Location
- 925 Jewetta Avenue Bakersfield, California 93312 United States 35°22′00″N 119°07′51″W﻿ / ﻿35.36667°N 119.13083°W

Information
- School type: Public
- Opened: August 30, 1999
- School district: Kern High School District
- Principal: Kenny Seals
- Teaching staff: 89.21 (FTE)
- Grades: 9th through 12th
- Enrollment: 2,355 (2023-2024)
- Student to teacher ratio: 26.40
- Campus type: Suburban
- Colours: Navy, red and silver
- Slogan: Patriot Pride and Excellence
- Athletics conference: South Yosemite River League
- Mascot: Patriot
- Yearbook: Legacy

= Liberty High School (Bakersfield, California) =

Liberty High School is a public co-educational high school located in Bakersfield, California, United States.
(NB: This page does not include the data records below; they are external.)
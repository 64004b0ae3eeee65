//! Best-effort relay of captured requests.
//!
//! # Responsibilities
//! - Rebuild a captured request and send it to the basket's forward URL
//! - Keep the basket token away from the forward target
//! - Bound every relay with a timeout
//!
//! # Design Decisions
//! - Each relay runs on its own detached task, after the log mutation,
//!   holding no registry or log lock
//! - Fire-once: failures are logged and counted, never retried or surfaced
//! - Deleting a basket does not cancel relays already in flight

use arc_swap::ArcSwap;
use reqwest::header::{HeaderMap, HeaderName, HeaderValue};
use reqwest::{Client, Method, StatusCode};
use std::sync::Arc;
use std::time::Duration;
use thiserror::Error;
use tokio::task::JoinHandle;
use url::Url;

use crate::basket::record::RequestRecord;
use crate::config::ServiceSettings;
use crate::observability::metrics;

/// Headers never relayed to the forward target.
const STRIPPED_HEADERS: &[&str] = &[
    "authorization",
    "host",
    "content-length",
    "connection",
    "keep-alive",
    "proxy-authenticate",
    "proxy-authorization",
    "proxy-connection",
    "te",
    "trailer",
    "transfer-encoding",
    "upgrade",
];

/// Why a relay did not succeed. Stays inside the forwarder.
#[derive(Debug, Error)]
pub enum ForwardError {
    #[error("invalid forward target '{0}'")]
    InvalidTarget(String),

    #[error("invalid method '{0}'")]
    InvalidMethod(String),

    #[error("forward request timed out")]
    Timeout,

    #[error("forward request failed: {0}")]
    Request(#[from] reqwest::Error),

    #[error("forward target responded with {0}")]
    Status(StatusCode),
}

/// Dispatches captured requests to their basket's forward URL.
#[derive(Clone)]
pub struct Forwarder {
    client: Client,
    settings: Arc<ArcSwap<ServiceSettings>>,
}

impl Forwarder {
    pub fn new(settings: Arc<ArcSwap<ServiceSettings>>) -> Self {
        Self {
            client: Client::new(),
            settings,
        }
    }

    /// Relay `record` to `target` on a detached task.
    ///
    /// Returns `None` when forwarding is disabled service-wide. Callers are not
    /// expected to await the handle.
    pub fn forward(
        &self,
        basket: &str,
        record: RequestRecord,
        target: String,
    ) -> Option<JoinHandle<()>> {
        let settings = self.settings.load();
        if !settings.forwarding.enabled {
            tracing::debug!(basket = %basket, "Forwarding disabled, skipping relay");
            return None;
        }
        let timeout = Duration::from_secs(settings.forwarding.timeout_secs);

        let client = self.client.clone();
        let basket = basket.to_string();
        Some(tokio::spawn(async move {
            match send(&client, &record, &target, timeout).await {
                Ok(status) => {
                    metrics::record_forward("success");
                    tracing::debug!(
                        basket = %basket,
                        target = %target,
                        status = %status,
                        "Request forwarded"
                    );
                }
                Err(e) => {
                    metrics::record_forward(outcome_label(&e));
                    tracing::warn!(
                        basket = %basket,
                        target = %target,
                        error = %e,
                        "Forwarding failed"
                    );
                }
            }
        }))
    }
}

fn outcome_label(err: &ForwardError) -> &'static str {
    match err {
        ForwardError::Timeout => "timeout",
        ForwardError::Status(_) => "bad_status",
        ForwardError::InvalidTarget(_) | ForwardError::InvalidMethod(_) => "invalid",
        ForwardError::Request(_) => "error",
    }
}

async fn send(
    client: &Client,
    record: &RequestRecord,
    target: &str,
    timeout: Duration,
) -> Result<StatusCode, ForwardError> {
    let url = target_url(target, &record.query)?;
    let method = Method::from_bytes(record.method.as_bytes())
        .map_err(|_| ForwardError::InvalidMethod(record.method.clone()))?;

    let request = client
        .request(method, url)
        .headers(relay_headers(record))
        .body(record.body.clone())
        .timeout(timeout);

    let response = request.send().await.map_err(|e| {
        if e.is_timeout() {
            ForwardError::Timeout
        } else {
            ForwardError::Request(e)
        }
    })?;

    let status = response.status();
    if status.is_success() {
        Ok(status)
    } else {
        Err(ForwardError::Status(status))
    }
}

/// Forward target with the captured query string appended.
fn target_url(target: &str, query: &str) -> Result<Url, ForwardError> {
    let mut url = Url::parse(target).map_err(|_| ForwardError::InvalidTarget(target.to_string()))?;
    if !query.is_empty() {
        let merged = match url.query() {
            Some(existing) if !existing.is_empty() => format!("{}&{}", existing, query),
            _ => query.to_string(),
        };
        url.set_query(Some(&merged));
    }
    Ok(url)
}

fn relay_headers(record: &RequestRecord) -> HeaderMap {
    let mut headers = HeaderMap::new();
    for (name, values) in &record.headers {
        if STRIPPED_HEADERS.contains(&name.to_ascii_lowercase().as_str()) {
            continue;
        }
        let Ok(name) = HeaderName::from_bytes(name.as_bytes()) else {
            continue;
        };
        for value in values {
            if let Ok(value) = HeaderValue::from_str(value) {
                headers.append(name.clone(), value);
            }
        }
    }
    headers
}
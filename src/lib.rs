//! Request Baskets: an in-memory HTTP request collector.
//!
//! Clients create named, token-protected baskets, point third-party systems at
//! `/{basket}/...`, and later page through the captured requests.

pub mod basket;
pub mod config;
pub mod error;
pub mod http;
pub mod lifecycle;
pub mod observability;

pub use basket::{Basket, BasketRegistry};
pub use config::ServiceConfig;
pub use error::BasketError;
pub use http::HttpServer;
pub use lifecycle::Shutdown;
Its athletics teams are known as the Liberty Patriots and the school colors are navy, red, and silver. Liberty High School opened its doors in 1999. Liberty High School is currently the most populated high school in the Kern High School District with a student body of 2,801.

== Academics ==

All students enrolled at Liberty High School must meet the following criteria before graduation:

- 4 years of English (40 credits)
- 3 years of Social Studies (30 credits)
  - 1 year of World or European History
  - 1 year of U.S. History
  - 1 year of U.S. Government/Economics
- 3 years of Math (30 credits)
  - Algebra, Geometry, Advanced Algebra, Analysis or Statistics, and Calculus.
- 2 years of Science. (20 credits)
  - Integrated, Biology, Chemistry, Physics, Earth Science
- 2 years of P.E. (20 credits)
- 1 year of Foreign Language/Fine Arts (10 credits)
- 1 semester of Health (5 credits)
- Choice of Electives (65 credits)
TOTAL = 220 credits

Liberty High School offers AP, GATE, and Honor's courses, which students can take to earn college credit:

== Notable Music Department ==
===The Liberty High School Marching Patriots===
Founded by band director Jason Kuyper, the 120 member group has won many sweepstakes and 1st place awards in band competitions throughout California since its beginning in 1999. In 2002, the band competed in the Southern California School Band and Orchestra Association (SCSBOA) State Championships receiving 4th place overall in Division 4A. In 2004, the band competed in the Western Band Association (WBA) State Championships receiving 4th place overall in the 1A/2A/3A Division Finals with the colorguard claiming the High Sweepstakes award in Auxiliary. They also have a wind symphony, symphonic band, concert band, jazz band, percussion ensemble, and winterguard. The group currently hosts a Winter Guard International (WGI) regional championship in February, featuring many winterguard units from around the state of California. In 2011 the Marching Patriots swept the entire Sweepstakes category at the Stockdale Band Spectacular, winning High Music, High Woodwinds, High Brass, High Colorguard, High Percussion, and High Band (91.4). The Marching Patriots were unable to compete in 2020 due to the COVID-19 pandemic. The group is now under the direction of Jason Armistead, after being under the direction of Mark McGuire.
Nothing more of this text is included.